Engineering at Wagon
February 13, 2015 | Mike Craig
Over the last few months, we’ve been user-testing a preview version of Wagon—a modern SQL editor that powers a Google Docs-style experience for analysts, engineers, and their teams. We’ve iterated on both our design process and technology choices to build a tool that we and our users rely on every day.
Wagon takes advantage of cloud-local computing, combining the strengths of remote servers like syncing, sharing, and storage with local client advantages like data locality and device-specific user interfaces. Our architecture has three components: a frontend app, a native client, and backend services.
We make it easy to get started. You can download Wagon—a hybrid web application and native client, like Slack—and connect it to an existing local, private, or public database. The frontend is a slick interface for writing and running SQL, interacting with large results, and generating statistics and pivot tables. The native client locally handles connections, manages query runs, and processes results as they return from the database. The results, statistics, and pivots are cached locally and can be used to create sharable charts. When shared, Wagon securely transfers data from the local machine to the backend, making it available to permissioned teammates.
- React gives us declarative, reusable UI elements. React components compose like HTML elements with rich state handling, so we manage fewer event listeners and nested callbacks.
- Flux complements React and helps structure our frontend code. It separates logic, state, and UI into loosely coupled components, and has a straightforward data flow.
- Ace is an extensible, embeddable code editor. We use its syntax highlighting and have extended its autocomplete.
Our users want to query their databases without any new IT or admin setup, so users connect via their local machine with their existing credentials. Wagon handles connections through the native client, since most databases require socket-level network access that isn’t possible directly from browser.
Exploration and analysis can be a time-consuming and tedious job with existing SQL tools. Each step is an additional database query subject to queuing, slow execution, and changing data. Our users want to quickly explore results and evaluate summary statistics without executing subsequent queries. To power that experience, the client also computes statistics and caches query results on the local file system.

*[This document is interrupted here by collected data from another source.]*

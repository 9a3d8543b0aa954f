//! Document store capability
//!
//! [`DocumentStore`] is the boundary to the underlying document database. The
//! repository only ever talks to a store through this trait, so any backend
//! offering per-document reads and writes, collection queries and atomic
//! batches can sit underneath it.
//!
//! With the `memory-store` feature, [`MemoryStore`] provides an in-process
//! implementation.

use async_trait::async_trait;
use serde::{Deserialize, Serialize};
use serde_json::{Map, Value};
use thiserror::Error;
use uuid::Uuid;

use crate::query::Query;

#[cfg(feature = "memory-store")]
mod memory;

#[cfg(feature = "memory-store")]
pub use memory::MemoryStore;

/// Stored fields of a document, without its identity
pub type Document = Map<String, Value>;

/// A document read from the store
#[derive(Debug, Clone, PartialEq, Serialize, Deserialize)]
pub struct DocumentSnapshot {
    /// Document identity
    pub id: String,
    /// Stored fields
    pub data: Document,
}

impl DocumentSnapshot {
    /// Create a new snapshot
    pub fn new(id: impl Into<String>, data: Document) -> Self {
        Self {
            id: id.into(),
            data,
        }
    }
}

/// Errors raised by a document store
#[derive(Debug, Clone, PartialEq, Eq, Error)]
pub enum StoreError {
    /// `create` targeted an existing document
    #[error("document '{id}' already exists in collection '{collection}'")]
    AlreadyExists {
        /// Collection name
        collection: String,
        /// Document identity
        id: String,
    },

    /// `update` targeted a missing document
    #[error("document '{id}' does not exist in collection '{collection}'")]
    NotFound {
        /// Collection name
        collection: String,
        /// Document identity
        id: String,
    },

    /// The store refused the write
    #[error("write to '{collection}/{id}' was rejected: {reason}")]
    PermissionDenied {
        /// Collection name
        collection: String,
        /// Document identity
        id: String,
        /// Reason reported by the store
        reason: String,
    },

    /// The query cannot be evaluated
    #[error("invalid query: {0}")]
    InvalidQuery(String),

    /// The store could not be reached
    #[error("document store unavailable: {0}")]
    Unavailable(String),
}

/// Kind of write inside a batch
#[derive(Debug, Clone, Copy, PartialEq, Eq)]
pub enum WriteKind {
    /// Fails if the document exists
    Create,
    /// Create or replace
    Set,
}

/// One write inside a [`WriteBatch`]
#[derive(Debug, Clone, PartialEq)]
pub struct BatchWrite {
    /// Write semantics
    pub kind: WriteKind,
    /// Target collection
    pub collection: String,
    /// Target document identity
    pub id: String,
    /// Fields to write
    pub data: Document,
}

/// Accumulator of writes committed as one atomic unit
///
/// # Example
///
/// ```rust
/// use docstore_crud::store::{Document, WriteBatch};
///
/// let mut batch = WriteBatch::new();
/// batch.create("kits", "1", Document::new());
/// batch.set("kits", "2", Document::new());
/// assert_eq!(batch.len(), 2);
/// ```
#[derive(Debug, Clone, Default, PartialEq)]
pub struct WriteBatch {
    writes: Vec<BatchWrite>,
}

impl WriteBatch {
    /// Create an empty batch
    pub fn new() -> Self {
        Self::default()
    }

    /// Queue a create (fails the whole batch if the document exists)
    pub fn create(&mut self, collection: impl Into<String>, id: impl Into<String>, data: Document) -> &mut Self {
        self.push(WriteKind::Create, collection.into(), id.into(), data)
    }

    /// Queue a create-or-replace
    pub fn set(&mut self, collection: impl Into<String>, id: impl Into<String>, data: Document) -> &mut Self {
        self.push(WriteKind::Set, collection.into(), id.into(), data)
    }

    fn push(&mut self, kind: WriteKind, collection: String, id: String, data: Document) -> &mut Self {
        self.writes.push(BatchWrite {
            kind,
            collection,
            id,
            data,
        });
        self
    }

    /// Number of queued writes
    pub fn len(&self) -> usize {
        self.writes.len()
    }

    /// Whether the batch is empty
    pub fn is_empty(&self) -> bool {
        self.writes.is_empty()
    }

    /// Queued writes in order
    pub fn writes(&self) -> &[BatchWrite] {
        &self.writes
    }

    /// Consume the batch
    pub fn into_writes(self) -> Vec<BatchWrite> {
        self.writes
    }
}

/// Capability offered by a document database
///
/// Implementations must be safe for concurrent use; callers share one handle
/// across requests.
#[async_trait]
pub trait DocumentStore: Send + Sync {
    /// Read one document
    async fn get(&self, collection: &str, id: &str) -> Result<Option<DocumentSnapshot>, StoreError>;

    /// Write a new document; fails with [`StoreError::AlreadyExists`] if present
    async fn create(&self, collection: &str, id: &str, data: Document) -> Result<(), StoreError>;

    /// Create or replace a document
    async fn set(&self, collection: &str, id: &str, data: Document) -> Result<(), StoreError>;

    /// Merge fields into an existing document; fails with [`StoreError::NotFound`] if absent
    async fn update(&self, collection: &str, id: &str, data: Document) -> Result<(), StoreError>;

    /// Remove a document; succeeds if it does not exist
    async fn delete(&self, collection: &str, id: &str) -> Result<(), StoreError>;

    /// Run a query and return matching documents
    async fn run_query(&self, query: &Query) -> Result<Vec<DocumentSnapshot>, StoreError>;

    /// Count documents matching a query
    ///
    /// The default materializes the full result set. Stores with a native
    /// aggregation should override it.
    async fn count(&self, query: &Query) -> Result<u64, StoreError> {
        Ok(self.run_query(query).await?.len() as u64)
    }

    /// Apply every write in the batch, or none of them
    async fn commit(&self, batch: WriteBatch) -> Result<(), StoreError>;

    /// Generate a fresh document identity
    fn new_document_id(&self) -> String {
        Uuid::new_v4().simple().to_string()
    }
}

We built the native client in Haskell. It’s a high level language with great libraries, static compilation, a high performance ceiling, and an active community. We use MacGap to bundle the client and the frontend into a downloadable OS X application (Windows soon!).
Technology: Haskell, MacGap
- Prototyping and refactoring is safe with Haskell’s type-driven development. The compiler helps us avoid bugs and edge cases as we iterate.
- Haskell’s opt-in control over compiler optimizations and strictness allows for incremental optimization. GHC includes a capable profiler, and the community maintains libraries for testing and performance measurement.
- MacGap is a lightweight (~1MB) web-to-native wrapper. It provides a JS API to integrate with the file system, subprocesses, and OS-specific features like notifications and menus.
*Note: Wagon is now powered by Electron rather than MacGap. Read our Electron blog post to learn more.
Our backend services persists state and shared data to allow users to securely collaborate on queries, results, and charts. The backend is also written in Haskell: using the same language for the client and the server helps us stay flexible and reduce complexity. We store application state in Postgres while larger immutable data, like shared query results, live in Amazon S3.
Technology: Haskell, Postgres, Amazon S3
- Haskell’s lightweight threads and the GHC runtime scale well on multi-core machines.
- Postgres is powerful, flexible, and straightforward to host. We use features like TOAST and JSON support to test new features.
There are exciting upcoming technology challenges including optimizing compute across local and remote environments, designing efficient streaming statistics algorithms, building features that learn and improve with usage.